一緒にいた研究員は石破氏を選んだが、私は安倍氏を選んだ。理由を聞かれて、「同郷だから」とマヌケなことを言ってしまった。元々アドリブに弱いので、急な質問には頭が回らないのだ。
しかし、文部科学省の研究員は冷静にまっとうな支持内容を述べていた。このままでは私がアホに見えるので、すぐにもっともらしい意見を述べ直して、なんとか体制を立て直すことができた。
その次の質問は「政策に期待することは何か?」ということだった。正直、特にはなかったが、研究員が「軍事オタクの石破さんに竹島問題の進展を期待したい」と述べたものだから、私も「外交が得意な安倍さんに、諸外国に対して強気な姿勢で臨んでもらいたい」と、心にもないことを口にしてしまった。
アンケートはこれで終了。
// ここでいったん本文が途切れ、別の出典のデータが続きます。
//! Injected dependencies for license validation.

use crate::clock::{Clock, SystemClock};
use crate::config::LicenseConfig;
use crate::machine::{HostMachineId, MachineIdProvider, SystemAttributes};
use std::sync::Arc;

/// Everything the validator depends on besides the token.
///
/// Validation is a pure function of token, context and the clock's current
/// time, so tests swap in a `MockClock` and a `FixedMachineId`.
#[derive(Clone)]
pub struct LicenseContext {
    /// Shared constants.
    pub config: LicenseConfig,
    /// Time source.
    pub clock: Arc<dyn Clock>,
    /// Current machine fingerprint source.
    pub machine: Arc<dyn MachineIdProvider>,
}

impl LicenseContext {
    /// Context backed by wall time and the host's hardware attributes.
    pub fn system(config: LicenseConfig) -> Self {
        let machine = HostMachineId::new(SystemAttributes, config.salt);
        Self {
            config,
            clock: Arc::new(SystemClock),
            machine: Arc::new(machine),
        }
    }

    /// Context with explicit clock and machine-id sources.
    pub fn new(
        config: LicenseConfig,
        clock: Arc<dyn Clock>,
        machine: Arc<dyn MachineIdProvider>,
    ) -> Self {
        Self {
            config,
            clock,
            machine,
        }
    }
}

impl std::fmt::Debug for LicenseContext {
    fn fmt(&self, f: &mut std::fmt::Formatter<'_>) -> std::fmt::Result {
        f.debug_struct("LicenseContext")
            .field("store_namespace", &self.config.store_namespace)
            .field("grace_period_days", &self.config.grace_period_days)
            .finish_non_exhaustive()
    }
}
ちなみに、私たちが赤丸シールを貼った時、トップは石破氏がダントツだった。石原氏は今ひとつ伸び悩み。安倍・町村・林の3氏は3票しかなかった。
オンエアされることは期待していなかったので、何の番組かは聞かなかった。ただ、カメラにTBSのマークが見えたので、今回のアンケート結果が流されるとしたら、その日のうちの『NEWS23』か、翌朝の『朝ズバッ!』か、翌夕方の『Nスタ』だろうと予測した。なので、アンケートの最終結果も気になったので、3番組とも留守録にしておいた。
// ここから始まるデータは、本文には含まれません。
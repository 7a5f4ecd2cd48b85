//! File-backed license store with atomic writes.
//!
//! Holds one token at `dirs::config_dir()/<namespace>/license.key`.
//! Uses temp file + rename so a crash mid-write never leaves a half token.

use crate::errors::LicenseError;
use crate::protocol::clean_token;
use std::fs;
use std::io::ErrorKind;
use std::path::{Path, PathBuf};
use tracing::{debug, warn};

/// File name of the stored token.
pub const LICENSE_FILE_NAME: &str = "license.key";

/// Persists the raw token text.
#[derive(Debug, Clone)]
pub struct LicenseStore {
    /// Directory holding `license.key`.
    dir: PathBuf,
}

impl LicenseStore {
    /// Create a store under the per-user configuration directory.
    ///
    /// The directory itself is created on first save.
    pub fn new(namespace: &str) -> Result<Self, LicenseError> {
        let base_dir = dirs::config_dir().ok_or(LicenseError::ConfigDirUnavailable)?;
        Ok(Self {
            dir: base_dir.join(namespace),
        })
    }

    /// Create a store in a specific directory.
    pub fn at_dir(dir: impl Into<PathBuf>) -> Self {
        Self { dir: dir.into() }
    }

    /// Path of the token file.
    pub fn path(&self) -> PathBuf {
        self.dir.join(LICENSE_FILE_NAME)
    }

    /// Directory the token file lives in.
    pub fn dir(&self) -> &Path {
        &self.dir
    }

    /// Save a token, replacing any previous one.
    pub fn save(&self, token: &str) -> Result<(), LicenseError> {
        fs::create_dir_all(&self.dir).map_err(|e| {
            LicenseError::StoreIO(format!("Failed to create license dir: {}", e))
        })?;

        let target_path = self.path();
        let temp_path = self.dir.join(format!("{}.tmp", LICENSE_FILE_NAME));

        fs::write(&temp_path, clean_token(token))
            .map_err(|e| LicenseError::StoreIO(format!("Failed to write temp file: {}", e)))?;

        fs::rename(&temp_path, &target_path).map_err(|e| {
            // Best effort; the rename error is what the caller needs.
            let _ = fs::remove_file(&temp_path);
            LicenseError::StoreIO(format!("Failed to rename license file: {}", e))
        })?;

        debug!(path = %target_path.display(), "license saved");
        Ok(())
    }

    /// Load the stored token.
    ///
    /// Returns `Ok(None)` when nothing is stored (or the file is blank) and
    /// `Err` when a file exists but cannot be read.
    pub fn load(&self) -> Result<Option<String>, LicenseError> {
        let path = self.path();

        match fs::read_to_string(&path) {
            Ok(contents) => {
                let token = clean_token(&contents);
                if token.is_empty() {
                    Ok(None)
                } else {
                    Ok(Some(token.to_string()))
                }
            }
            Err(e) if e.kind() == ErrorKind::NotFound => Ok(None),
            Err(e) => {
                warn!(path = %path.display(), error = %e, "failed to read license file");
                Err(LicenseError::StoreIO(format!(
                    "Failed to read license file: {}",
                    e
                )))
            }
        }
    }

    /// Remove the stored token.
    ///
    /// Returns `true` if a token file was removed, `false` if none existed.
    pub fn clear(&self) -> Result<bool, LicenseError> {
        match fs::remove_file(self.path()) {
            Ok(()) => {
                debug!("license cleared");
                Ok(true)
            }
            Err(e) if e.kind() == ErrorKind::NotFound => Ok(false),
            Err(e) => Err(LicenseError::StoreIO(format!(
                "Failed to delete license file: {}",
                e
            ))),
        }
    }
}

#[cfg(test)]
mod tests {
    use super::*;
    use tempfile::TempDir;

    const TOKEN: &str = "QANUNI-eyJtYWNoaW5lSWQiOiJBQUFBIn0=-0A1B2C3D";

    #[test]
    fn test_store_roundtrip() {
        let temp_dir = TempDir::new().unwrap();
        let store = LicenseStore::at_dir(temp_dir.path());

        store.save(TOKEN).unwrap();
        assert_eq!(store.load().unwrap(), Some(TOKEN.to_string()));
    }

    #[test]
    fn test_store_trims_on_save_and_load() {
        let temp_dir = TempDir::new().unwrap();
        let store = LicenseStore::at_dir(temp_dir.path());

        store.save(&format!("\n  {}  \r\n", TOKEN)).unwrap();
        assert_eq!(fs::read_to_string(store.path()).unwrap(), TOKEN);

        fs::write(store.path(), format!("{}\n", TOKEN)).unwrap();
        assert_eq!(store.load().unwrap(), Some(TOKEN.to_string()));
    }

    #[test]
    fn test_store_load_strips_byte_order_mark() {
        let temp_dir = TempDir::new().unwrap();
        let store = LicenseStore::at_dir(temp_dir.path());

        fs::write(store.path(), format!("\u{feff}{}\r\n", TOKEN)).unwrap();
        assert_eq!(store.load().unwrap(), Some(TOKEN.to_string()));

        fs::write(store.path(), "\u{feff}\n").unwrap();
        assert_eq!(store.load().unwrap(), None);
    }

    #[test]
    fn test_store_load_absent() {
        let temp_dir = TempDir::new().unwrap();
        let store = LicenseStore::at_dir(temp_dir.path().join("never-created"));
        assert_eq!(store.load().unwrap(), None);
    }

    #[test]
    fn test_store_load_blank_file() {
        let temp_dir = TempDir::new().unwrap();
        let store = LicenseStore::at_dir(temp_dir.path());
        fs::write(store.path(), "   \n").unwrap();
        assert_eq!(store.load().unwrap(), None);
    }

    #[test]
    fn test_store_load_unreadable_is_error() {
        let temp_dir = TempDir::new().unwrap();
        let store = LicenseStore::at_dir(temp_dir.path());
        // A directory where the file should be cannot be read as text.
        fs::create_dir_all(store.path()).unwrap();
        assert!(matches!(store.load(), Err(LicenseError::StoreIO(_))));
    }

    #[test]
    fn test_store_creates_directory() {
        let temp_dir = TempDir::new().unwrap();
        let nested = temp_dir.path().join("config").join("qanuni");
        let store = LicenseStore::at_dir(&nested);

        store.save(TOKEN).unwrap();
        assert!(nested.join(LICENSE_FILE_NAME).is_file());
    }

    #[test]
    fn test_store_overwrites() {
        let temp_dir = TempDir::new().unwrap();
        let store = LicenseStore::at_dir(temp_dir.path());

        store.save(TOKEN).unwrap();
        store.save("QANUNI-b3RoZXI=-FFFFFFFF").unwrap();
        assert_eq!(
            store.load().unwrap(),
            Some("QANUNI-b3RoZXI=-FFFFFFFF".to_string())
        );
        assert!(!temp_dir.path().join("license.key.tmp").exists());
    }

    #[test]
    fn test_store_clear() {
        let temp_dir = TempDir::new().unwrap();
        let store = LicenseStore::at_dir(temp_dir.path());

        assert!(!store.clear().unwrap());
        store.save(TOKEN).unwrap();
        assert!(store.clear().unwrap());
        assert_eq!(store.load().unwrap(), None);
        assert!(!store.clear().unwrap());
    }

    #[test]
    fn test_store_save_failure_is_error() {
        let temp_dir = TempDir::new().unwrap();
        let blocker = temp_dir.path().join("blocker");
        fs::write(&blocker, "file, not a dir").unwrap();
        let store = LicenseStore::at_dir(blocker.join("qanuni"));
        assert!(matches!(store.save(TOKEN), Err(LicenseError::StoreIO(_))));
    }

    #[test]
    fn test_store_path_layout() {
        let store = LicenseStore::at_dir("/tmp/qanuni-test");
        assert_eq!(
            store.path(),
            PathBuf::from("/tmp/qanuni-test").join("license.key")
        );
    }
}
結果、流されたのは『朝ズバッ!』の方だった。100人にアンケートを取って、最終的には石原氏が50票以上を集めて逆転トップになっていた。2位は石破氏で36票。安倍・町村・林は2桁もいかなかった。
そして、肝心の私と研究員だが…オンエアされていた。
100人のうち5人の意見が採用されていたのだが、二人ともその中に選ばれていた。初めての街頭インタビューで、ちゃっかり採用されてしまったのだ。さすがに「同郷だから」という支持内容はカットされていたが…。言い直して良かった。
あとで、この話を仲間にしたところ、100人の中の5人に選ばれるなんて凄いと言われた。私からしてみれば、後の95人はよほど大したことを言っていなかったのか、テレビ向けの顔ではなかったのではないかと思っている。
でも、よくよく考えてみたら、一人の候補者に対して一人の支持者が、支持する理由を述べていた。つまり私は安倍氏を支持した6人の中から選ばれただけなのだ。つまり採用確率は6分の1だったわけだ。対して研究員は36人の中から選ばれたのだから、私とは質が違う…。さすが文部科学省の関係者…。
でも、まぁ~、いいか。元々テレビに映るのが大好きだから。それにしても、自分の意見がしっかり流れるほどに映ったのは『アンビリバボー』に出演して以来だった。基本、出たがりだから、また何かに出たいな。
[編集後記]
「安倍さんを支持する理由ですか? あの人は一度挫折を味わってるじゃないですか。そんな恥を晒しておいて、今回わざわざ出てこようってのはよほどの覚悟があると思うんですよ。もう二度目はない。だからこそ、そんな安倍さんの覚悟に“何かをしてくれるんじゃないか”とリベンジを期待してます」…これがオンエアされた言い直しの内容でした。